La aromática historia del café

Recientes estudios señalan que el café contiene propiedades importantes como lo son: antioxidantes, previene o retarda el alzhéimer, la demencia, la diabetes tipo 2 y el cáncer al colon; y mejora el tiempo de reacción, vigilancia, atención y razonamiento lógico, entre otras bondades. ¿Pero cuál es la historia del café?

Fausto Nairobi, profesor de hebreo en la Roma del siglo XVII, relata una leyenda según la cual en el año 144 d. C. un pastor que cuidaba sus cabras en Etiopía observó que en las noches sus animales, en vez de dormir, se entregaban a una frenética danza. Consultó a un sabio prior, que le explicó que los animales mascaban una planta, la cual más tarde se llamaría café.

Su cuna se ubica en Abisinia, Etiopía, y su nombre se relaciona con la región de Kafa, de donde deriva la palabra árabe kahwa o gahwak, con que se designaba la infusión de la semilla tostada, no así la planta.

En el siglo XIV, la planta se extendió a Arabia y en 1615 los venecianos la llevaron a Europa. Su empleo se extendió por Francia y en el siglo XVIII ya se consumía alrededor de 30 toneladas de café en el Viejo Continente, y dio origen a los primeros kahveh kanes, locales públicos destinados a satisfacer a los consumidores de la aromática bebida.

Hacia 1750, en Turquía, esos locales fueron motivo de persecución –y cierres masivos– por cuestiones religiosas: imanes y derviches iniciaron una fuerte ofensiva contra ellos porque lucían llenos y las mezquitas vacías. “En los kahveh kanes –decían– el creyente olvida sus deberes religiosos y encuentra repugnantes vicios”.

Al contrario, en Venecia los cafés proliferaron y se convirtieron en centros de tertulia y pérdida de tiempo de las clases acomodadas.

Cuando llegó a Francia, y alcanzó su mayoría de edad, en París existían 600 cafés en la época de Luis XV; su número se elevó a más de 3,000 en 1843.

El café llegó a América en 1710, cuando Holanda exportó plantones a su colonia en la Guayana, de donde pasó a Colombia. En 1723 fue llevado a Brasil por el sargento Francisco de Mello Palheta, al estado de Pará, y después se extendió por otros países.

Nuestros abuelos conocieron su sabor en el siglo XVIII, cuando empezó su cultivo en el valle de Chanchamayo, Junín, principal zona cafetalera de la región central.

El escritor Clemente Palma, hijo del tradicionista Ricardo, la calificó de “bebida del diablo”, y el duque de Talleyrand lo exigía: “Negro como el diablo, caliente como el infierno, puro como un ángel y suave como el amor”.

El cultivo de café permitió una ampliación de la frontera agrícola en varios países americanos y fue un factor determinante para el crecimiento de la población en terrenos que antes tenían escaso valor.
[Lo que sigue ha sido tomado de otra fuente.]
use displaydoc::Display;
use thiserror::Error;

use crate::{model::ComputationError, protocol::ProtocolError, storage::StorageError};

/// Errors delivered to the subscribers of a job.
///
/// Every error ends the job: once it is delivered, the job is disposed.
#[derive(Debug, Clone, PartialEq, Eq, Display, Error)]
pub enum JobError {
    /// the job has been disposed and cannot be started again
    RunningDisposedJob,
    /// the job is not accepted in a cycle: {0}
    CycleNotAccepted(String),
    /// the network constraints are not satisfied
    NetworkConstraintsFailure,
    /// the battery constraints are not satisfied
    BatteryConstraintsFailure,
    /// the coordinator answered with an error: {0}
    NetworkResponseFailure(String),
    /// failed to download the cycle materials: {0}
    DownloadFailure(String),
    /// the coordinator is unreachable: {0}
    ConnectivityFailure(String),
}

impl From<ProtocolError> for JobError {
    fn from(error: ProtocolError) -> Self {
        match error {
            ProtocolError::Connectivity(_)
            | ProtocolError::Timeout(_)
            | ProtocolError::Closed
            | ProtocolError::Superseded => Self::ConnectivityFailure(error.to_string()),
            ProtocolError::Parse { .. } | ProtocolError::Server(_) => {
                Self::NetworkResponseFailure(error.to_string())
            }
        }
    }
}

impl From<StorageError> for JobError {
    fn from(error: StorageError) -> Self {
        Self::DownloadFailure(error.to_string())
    }
}

/// Error returned by [`Job::create_diff`](crate::Job::create_diff).
#[derive(Debug, Error)]
pub enum DiffError {
    #[error(transparent)]
    Job(#[from] JobError),
    #[error(transparent)]
    Computation(#[from] ComputationError),
    #[error("failed to stage the diff: {0}")]
    Storage(#[from] StorageError),
}
#[cfg(all(feature = "reqwest-client", feature = "websocket"))]
mod clients {
    use std::sync::Arc;

    use thiserror::Error;
    use url::Url;

    use super::WorkerBuilder;
    use crate::{
        protocol::{
            http::{new_client, ClientError},
            socket::{SocketClient, TransportError},
            websocket::WebSocketConnector,
            ProtocolClient,
        },
        settings::{ApiSettings, Transport},
    };

    #[derive(Debug, Error)]
    pub enum ClientSetupError {
        #[error(transparent)]
        Http(#[from] ClientError),
        #[error(transparent)]
        Socket(#[from] TransportError),
        #[error("invalid socket URL: {0}")]
        SocketUrl(#[from] url::ParseError),
    }

    impl WorkerBuilder {
        /// Use the `reqwest` and websocket clients configured by `api`.
        ///
        /// The downloads and the speed test always go over HTTP, and the signalling
        /// messages always go over the websocket.
        pub fn with_default_clients(self, api: &ApiSettings) -> Result<Self, ClientSetupError> {
            let http = Arc::new(new_client(&api.url, api.trust_anchor.as_deref(), api.timeout())?);
            let connector = match api.socket_url {
                Some(ref url) => WebSocketConnector::new(Url::parse(url)?),
                None => WebSocketConnector::from_http_url(&Url::parse(&api.url)?)?,
            };
            let socket = Arc::new(SocketClient::new(connector, api.timeout()));
            let client: Arc<dyn ProtocolClient> = match api.transport {
                Transport::Socket => socket.clone(),
                Transport::Http => http.clone(),
            };
            Ok(self
                .protocol_client(client)
                .relay_client(socket)
                .downloader(http.clone())
                .speed_test(http))
        }
    }
}

#[cfg(all(feature = "reqwest-client", feature = "websocket"))]
pub use self::clients::ClientSetupError;
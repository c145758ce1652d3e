use std::fmt;

use serde::{Deserialize, Serialize};

/// A unique identifier for a job: the name of the model being trained and,
/// optionally, the version of that model.
#[derive(Debug, Clone, PartialEq, Eq, Hash, Serialize, Deserialize)]
pub struct JobIdentity {
    /// The name of the model, as known by the coordinator
    pub model_name: String,
    /// The version of the model. `None` matches any version.
    pub version: Option<String>,
}

impl JobIdentity {
    pub fn new<S: Into<String>>(model_name: S, version: Option<String>) -> Self {
        Self {
            model_name: model_name.into(),
            version,
        }
    }

    /// Check whether this identity designates the same job as the given model name and
    /// version.
    ///
    /// Model names must always be equal. Versions are only compared when both are
    /// present: a missing (or empty) version on either side acts as a wildcard.
    pub fn matches(&self, model_name: &str, version: Option<&str>) -> bool {
        let own = self.version.as_deref().filter(|v| !v.is_empty());
        let other = version.filter(|v| !v.is_empty());
        match (own, other) {
            (Some(own), Some(other)) => self.model_name == model_name && own == other,
            _ => self.model_name == model_name,
        }
    }

    /// Same as [`JobIdentity::matches`], taking another identity.
    pub fn matches_identity(&self, other: &JobIdentity) -> bool {
        self.matches(&other.model_name, other.version.as_deref())
    }
}

impl fmt::Display for JobIdentity {
    fn fmt(&self, f: &mut fmt::Formatter<'_>) -> fmt::Result {
        match self.version {
            Some(ref version) => write!(f, "{}@{}", self.model_name, version),
            None => write!(f, "{}", self.model_name),
        }
    }
}

#[cfg(test)]
mod tests {
    use super::*;

    fn id(name: &str, version: Option<&str>) -> JobIdentity {
        JobIdentity::new(name, version.map(String::from))
    }

    #[test]
    fn test_versioned_matches_unversioned() {
        assert!(id("mnist", Some("1")).matches_identity(&id("mnist", None)));
        assert!(id("mnist", None).matches_identity(&id("mnist", Some("1"))));
    }

    #[test]
    fn test_different_versions_do_not_match() {
        assert!(!id("mnist", Some("1")).matches_identity(&id("mnist", Some("2"))));
        assert!(id("mnist", Some("2")).matches("mnist", Some("2")));
    }

    #[test]
    fn test_names_must_match() {
        assert!(!id("mnist", None).matches("cifar", None));
        assert!(!id("mnist", Some("1")).matches("cifar", Some("1")));
    }

    #[test]
    fn test_empty_version_is_a_wildcard() {
        assert!(id("mnist", Some("")).matches("mnist", Some("3")));
        assert!(id("mnist", Some("3")).matches("mnist", Some("")));
    }

    #[test]
    fn test_display() {
        assert_eq!(id("mnist", Some("1.0")).to_string(), "mnist@1.0");
        assert_eq!(id("mnist", None).to_string(), "mnist");
    }
}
Para mediados del siglo XVIII el café ya era producido en Chanchamayo, Moyobamba, Jaén, Huánuco y Cusco, para el consumo local y para la exportación a Alemania, Chile y Gran Bretaña. El primer café de Lima se abrió en 1791. A partir de 1850 Chanchamayo adquiere un ritmo constante de producción cafetalera, cuya difusión estuvo a cargo de los sacerdotes jesuitas y alcanzó sus más altos niveles a partir de 1880. Posteriormente, la caída visible de los precios como consecuencia de la depresión en la última década del siglo XIX, desencadenó la debacle de la economía del país que fue más álgida a partir de 1902 y recién se recuperó en 1910. Hacia esa época y simultáneamente con la mejora de los precios internacionales del café, éstos permanecieron altos y estables hasta 1920, lapso que coincidió con la alta producción de los cafetales.

En la década de 1930 el valle de Chanchamayo se consolida como una zona cafetalera con instalaciones que permitían procesar mayores cantidades de granos, garantizando una calidad uniforme. Simultáneamente, compañías formadas por capitales ingleses recopilaban y comercializaban la producción de café del valle del río Perené, que incluía Chanchamayo, Tarma y La Merced. La política era producir café de alta calidad como garantía para asegurar precios elevados. Durante el período de 1950 a 1960 se consolida el cultivo del café en mérito al esfuerzo conjunto de empresas productoras y exportadoras que alcanzaron reconocido prestigio internacional. La reforma agraria decretada por el gobierno militar de 1968 afectó enormemente el desarrollo de la agricultura peruana y fue un factor determinante para la aparición de pequeños caficultores que la actualidad constituyen el grueso de los productores de café en el país.

Actualmente el Café peruano ha sido reconocido como uno de los mejores cafés del mundo, debido a sus condiciones climatológicas y escalas de altura, hacen que el producto intensifique sus características y sea muy superior a cualquier otro.